Kiki Baker Barnes, Dillard University athletics director and interim commissioner of the Gulf Coast Athletic Conference, expressed that COVID-19 not only puts in jeopardy the upcoming fall sports season but member institutions’ ability to keep its doors open.
“I really don’t know. I really don’t know,” Barnes said Tuesday on the HBCU Sports Podcast about the prospects for athletic competition this fall. “I’m following the news and I’m watching … I really don’t know. I think we have to continue to monitor to see where this thing goes.”

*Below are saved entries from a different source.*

//! Reacts to MarketPay notifications stored by the webhook handler

use serde_json::{json, Value};
use std::sync::Arc;
use tracing::{debug, error, info, warn};

use crate::clients::{AdyenApi, AdyenError, MiraklApi, MiraklError};
use crate::models::mirakl::{GetShopsRequest, Shop};
use crate::models::notification::{
    Notification, NotificationContent, ACCOUNT_HOLDER_CREATED, ACCOUNT_HOLDER_PAYOUT, ACCOUNT_HOLDER_STATUS_CHANGE,
    ACCOUNT_HOLDER_UPDATED, ACCOUNT_HOLDER_VERIFICATION, COMPENSATE_NEGATIVE_BALANCE, TRANSFER_FUNDS,
};
use crate::repository::NotificationRepository;
use crate::services::document::{DocumentError, DocumentService};
use crate::services::mail::{
    MailError, MailTemplateService, AWAITING_DATA_TEMPLATE, AWAITING_DATA_TITLE, BANK_ACCOUNT_VERIFICATION_TEMPLATE,
    BANK_ACCOUNT_VERIFICATION_TITLE, PAYOUT_FAILED_TEMPLATE, PAYOUT_FAILED_TITLE, TRANSFER_FUND_FAILED_TEMPLATE,
    TRANSFER_FUND_FAILED_TITLE, VALIDATION_TEMPLATE, VALIDATION_TITLE,
};
use crate::services::retry_payout::RetryPayoutService;
use crate::services::shop::ShopService;

pub const RETRY_LIMIT_REACHED: &str = "RETRY_LIMIT_REACHED";
pub const AWAITING_DATA: &str = "AWAITING_DATA";
pub const INVALID_DATA: &str = "INVALID_DATA";

pub const BANK_ACCOUNT_VERIFICATION: &str = "BANK_ACCOUNT_VERIFICATION";
pub const IDENTITY_VERIFICATION: &str = "IDENTITY_VERIFICATION";
pub const PASSPORT_VERIFICATION: &str = "PASSPORT_VERIFICATION";

const FAILED: &str = "Failed";

#[derive(Debug, thiserror::Error)]
pub enum NotificationError {
    #[error("Invalid notification: {0}")]
    Parse(#[from] serde_json::Error),

    #[error("Database error: {0}")]
    Database(#[from] sqlx::Error),

    #[error("Mirakl error: {0}")]
    Mirakl(#[from] MiraklError),

    #[error("Adyen error: {0}")]
    Adyen(#[from] AdyenError),

    #[error("Mail error: {0}")]
    Mail(#[from] MailError),

    #[error("Document error: {0}")]
    Document(#[from] DocumentError),

    #[error("Notification has no account holder code")]
    MissingAccountHolder,

    #[error("Cannot find shop: {0}")]
    ShopNotFound(String),

    #[error("Cannot find shareholder {shareholder_code} for account holder {account_holder_code}")]
    ShareholderNotFound {
        account_holder_code: String,
        shareholder_code: String,
    },
}

pub struct NotificationService {
    notifications: Arc<dyn NotificationRepository>,
    mirakl: Arc<dyn MiraklApi>,
    adyen: Arc<dyn AdyenApi>,
    mail: Arc<MailTemplateService>,
    documents: Arc<DocumentService>,
    shops: Arc<ShopService>,
    retry_payouts: RetryPayoutService,
}

impl NotificationService {
    pub fn new(
        notifications: Arc<dyn NotificationRepository>,
        mirakl: Arc<dyn MiraklApi>,
        adyen: Arc<dyn AdyenApi>,
        mail: Arc<MailTemplateService>,
        documents: Arc<DocumentService>,
        shops: Arc<ShopService>,
        retry_payouts: RetryPayoutService,
    ) -> Self {
        Self {
            notifications,
            mirakl,
            adyen,
            mail,
            documents,
            shops,
            retry_payouts,
        }
    }

    /// Load a stored notification, act on it, then drop the row.
    /// Rows that fail to parse or process are dropped as well; only storage errors keep them.
    pub async fn handle(&self, id: i64) -> Result<(), sqlx::Error> {
        let Some(stored) = self.notifications.find_by_id(id).await? else {
            debug!(id, "Notification already handled");
            return Ok(());
        };

        let result = match serde_json::from_str::<Notification>(&stored.raw_adyen_notification) {
            Ok(notification) => self.process(&notification).await,
            Err(e) => Err(e.into()),
        };

        match result {
            Ok(()) => debug!(id, "Notification processed"),
            Err(NotificationError::Database(e)) => return Err(e),
            Err(e) => error!(id, error = %e, "Failed to process notification"),
        }

        self.notifications.delete(id).await
    }

    pub async fn process(&self, notification: &Notification) -> Result<(), NotificationError> {
        info!(
            event_type = %notification.event_type,
            psp_reference = ?notification.psp_reference,
            "Processing notification"
        );
        let content = &notification.content;

        match notification.event_type.as_str() {
            ACCOUNT_HOLDER_VERIFICATION => self.process_account_holder_verification(content).await,
            ACCOUNT_HOLDER_STATUS_CHANGE => self.process_account_holder_status_change(content).await,
            ACCOUNT_HOLDER_CREATED | ACCOUNT_HOLDER_UPDATED => self.process_account_holder_validation(content).await,
            ACCOUNT_HOLDER_PAYOUT => self.process_account_holder_payout(content).await,
            TRANSFER_FUNDS => self.process_transfer_funds(content).await,
            COMPENSATE_NEGATIVE_BALANCE => {
                self.process_compensate_negative_balance(content, notification.psp_reference.as_deref())
                    .await
            }
            other => {
                info!(event_type = %other, "Ignoring notification");
                Ok(())
            }
        }
    }

    async fn get_shop(&self, shop_id: &str) -> Result<Shop, NotificationError> {
        let shops = self
            .mirakl
            .get_shops(GetShopsRequest {
                shop_ids: vec![shop_id.to_string()],
                paginate: false,
                ..Default::default()
            })
            .await?;

        shops
            .shops
            .into_iter()
            .next()
            .ok_or_else(|| NotificationError::ShopNotFound(shop_id.to_string()))
    }

    async fn process_account_holder_verification(&self, content: &NotificationContent) -> Result<(), NotificationError> {
        let code = content
            .account_holder_code
            .as_deref()
            .ok_or(NotificationError::MissingAccountHolder)?;
        let status = content.verification_status.as_deref().unwrap_or_default();
        let verification_type = content.verification_type.as_deref().unwrap_or_default();
        let shareholder_code = content.shareholder_code.as_deref();
        let identity_check = matches!(verification_type, IDENTITY_VERIFICATION | PASSPORT_VERIFICATION);

        if status == RETRY_LIMIT_REACHED && verification_type == BANK_ACCOUNT_VERIFICATION {
            let shop = self.get_shop(code).await?;
            self.mail
                .send_shop_email(
                    &shop,
                    BANK_ACCOUNT_VERIFICATION_TEMPLATE,
                    BANK_ACCOUNT_VERIFICATION_TITLE,
                    Value::Null,
                )
                .await?;
        }

        // the media removal below runs even when the email cannot be sent
        let notified = match shareholder_code {
            Some(shareholder_code) if matches!(status, AWAITING_DATA | INVALID_DATA) && identity_check => {
                self.send_awaiting_data_email(code, shareholder_code).await
            }
            _ => Ok(()),
        };

        if status == INVALID_DATA {
            let removed = match (verification_type, shareholder_code) {
                (BANK_ACCOUNT_VERIFICATION, _) => self.documents.remove_mirakl_media_for_bank_proof(code).await?,
                (_, Some(shareholder_code)) if identity_check => {
                    self.documents
                        .remove_mirakl_media_for_shareholder(shareholder_code)
                        .await?
                }
                (_, None) if identity_check => self.documents.remove_mirakl_media_for_individual(code).await?,
                _ => 0,
            };
            debug!(account_holder_code = %code, removed, "Removed invalid marketplace media");
        }

        notified
    }

    async fn send_awaiting_data_email(&self, code: &str, shareholder_code: &str) -> Result<(), NotificationError> {
        let holder = self.adyen.get_account_holder(code).await?;
        let shareholder = holder
            .account_holder_details
            .shareholders()
            .iter()
            .find(|shareholder| shareholder.shareholder_code.as_deref() == Some(shareholder_code))
            .ok_or_else(|| NotificationError::ShareholderNotFound {
                account_holder_code: code.to_string(),
                shareholder_code: shareholder_code.to_string(),
            })?;

        self.mail
            .send_shareholder_email(shareholder, code, AWAITING_DATA_TEMPLATE, AWAITING_DATA_TITLE)
            .await?;
        Ok(())
    }

    async fn process_account_holder_status_change(&self, content: &NotificationContent) -> Result<(), NotificationError> {
        let code = content
            .account_holder_code
            .as_deref()
            .ok_or(NotificationError::MissingAccountHolder)?;
        let was_allowed = content.old_status.as_ref().map_or(false, |status| status.allow_payout());
        let now_allowed = content.new_status.as_ref().map_or(false, |status| status.allow_payout());

        if !was_allowed && now_allowed {
            info!(account_holder_code = %code, "Payouts allowed again, retrying failed payouts");
            self.retry_payouts.retry_failed_payouts_for_account_holder(code).await?;
        }
        Ok(())
    }

    async fn process_account_holder_validation(&self, content: &NotificationContent) -> Result<(), NotificationError> {
        if content.invalid_fields.is_empty() {
            return Ok(());
        }
        let code = content
            .account_holder_code
            .as_deref()
            .ok_or(NotificationError::MissingAccountHolder)?;

        let invalid_fields: Vec<String> = content
            .invalid_fields
            .iter()
            .filter_map(|field| field.error_description.clone())
            .collect();
        warn!(account_holder_code = %code, ?invalid_fields, "Account holder has invalid fields");

        let shop = self.get_shop(code).await?;
        self.mail
            .send_shop_email(
                &shop,
                VALIDATION_TEMPLATE,
                VALIDATION_TITLE,
                json!({ "invalidFields": invalid_fields }),
            )
            .await?;
        Ok(())
    }

    async fn process_account_holder_payout(&self, content: &NotificationContent) -> Result<(), NotificationError> {
        if content.status_code() != Some(FAILED) {
            return Ok(());
        }
        let code = content
            .account_holder_code
            .as_deref()
            .ok_or(NotificationError::MissingAccountHolder)?;

        let shop = self.get_shop(code).await?;
        self.mail
            .send_shop_email(
                &shop,
                PAYOUT_FAILED_TEMPLATE,
                PAYOUT_FAILED_TITLE,
                json!({ "reason": status_message(content) }),
            )
            .await?;
        Ok(())
    }

    async fn process_transfer_funds(&self, content: &NotificationContent) -> Result<(), NotificationError> {
        if content.status_code() != Some(FAILED) {
            return Ok(());
        }

        let context = json!({
            "sourceAccountCode": content.source_account_code,
            "destinationAccountCode": content.destination_account_code,
            "amount": content.amount.as_ref().map(|amount| amount.value),
            "currency": content.amount.as_ref().map(|amount| amount.currency.clone()),
            "merchantReference": content.merchant_reference,
            "reason": status_message(content),
        });

        self.mail
            .send_operator_email(TRANSFER_FUND_FAILED_TEMPLATE, TRANSFER_FUND_FAILED_TITLE, context)
            .await?;
        Ok(())
    }

    async fn process_compensate_negative_balance(
        &self,
        content: &NotificationContent,
        psp_reference: Option<&str>,
    ) -> Result<(), NotificationError> {
        for entry in &content.records {
            let record = entry.record();
            match self.shops.process_compensate_negative_balance(record, psp_reference).await {
                Ok(result) => info!(
                    account_code = %record.account_code,
                    document_id = ?result.manual_accounting_document_id,
                    "Compensated negative balance"
                ),
                Err(e) => error!(account_code = %record.account_code, error = %e, "Failed to compensate negative balance"),
            }
        }
        Ok(())
    }
}

fn status_message(content: &NotificationContent) -> Option<String> {
    match content.status.as_ref()?.message.as_ref()? {
        Value::String(text) => Some(text.clone()),
        Value::Object(map) => map.get("text").and_then(Value::as_str).map(str::to_string),
        other => Some(other.to_string()),
    }
}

The spring sports season has already been lost in its infancy after conferences and the NCAA ultimately decided that the coronavirus threat was too great to risk endanger students, athletes, fans and communities.
As a result, hundreds of college athletes, especially those in their senior seasons, were unable to complete their final campaigns. The NCAA, however, voted to allow schools to determine whether athletes could gain an extra year of eligibility.
Barnes said Dillard (a member of the NAIA) hasn’t run into that problem, as coaches at the university were given the authority to award seniors another season if athletes desired it.
Some athletes have said they were ready to graduate, and none at this point expressed a willingness to return to the university to participate in sports if they were already set to graduate.
“If there were athletes that wanted to come back, coaches would take care of them,” said Barnes. “That’s just how we operate. I don’t know if it’s the same everywhere else.”
Barnes was also cautious in setting a timetable for when athletics would return at all considering many students and athletes have been shuttered from campuses in order to mitigate COVID-19 infections. More importantly, she said, universities have to weigh the risk of exposing its student population to the virus and what that might mean from a legal perspective.
“I think that in terms of institutions trying to manage that and what it looks like if a student contracted it,” said Barnes. “I think the institution opens itself up to all kinds of liabilities.”
She later added: “Who’s going to take on that liability?”
And since many NAIA schools rely heavily on enrollment for financial support, a decline in students means a loss in revenue, which means tough, long-lasting decisions would have to be made.
“Whether we have sports or not, Dillard University needs to open,” said Barnes, who had to endure workforce reductions when the university was impacted by Hurricane Katrina. “There are going to be schools that are going to shut down. We’re not talking about sports not playing. We’re talking about institutions that won’t reopen, and that’s the scary part of this thing … We need to be able to open, that’s what we need to do and if we can’t open, it’s going to be a real tough time.”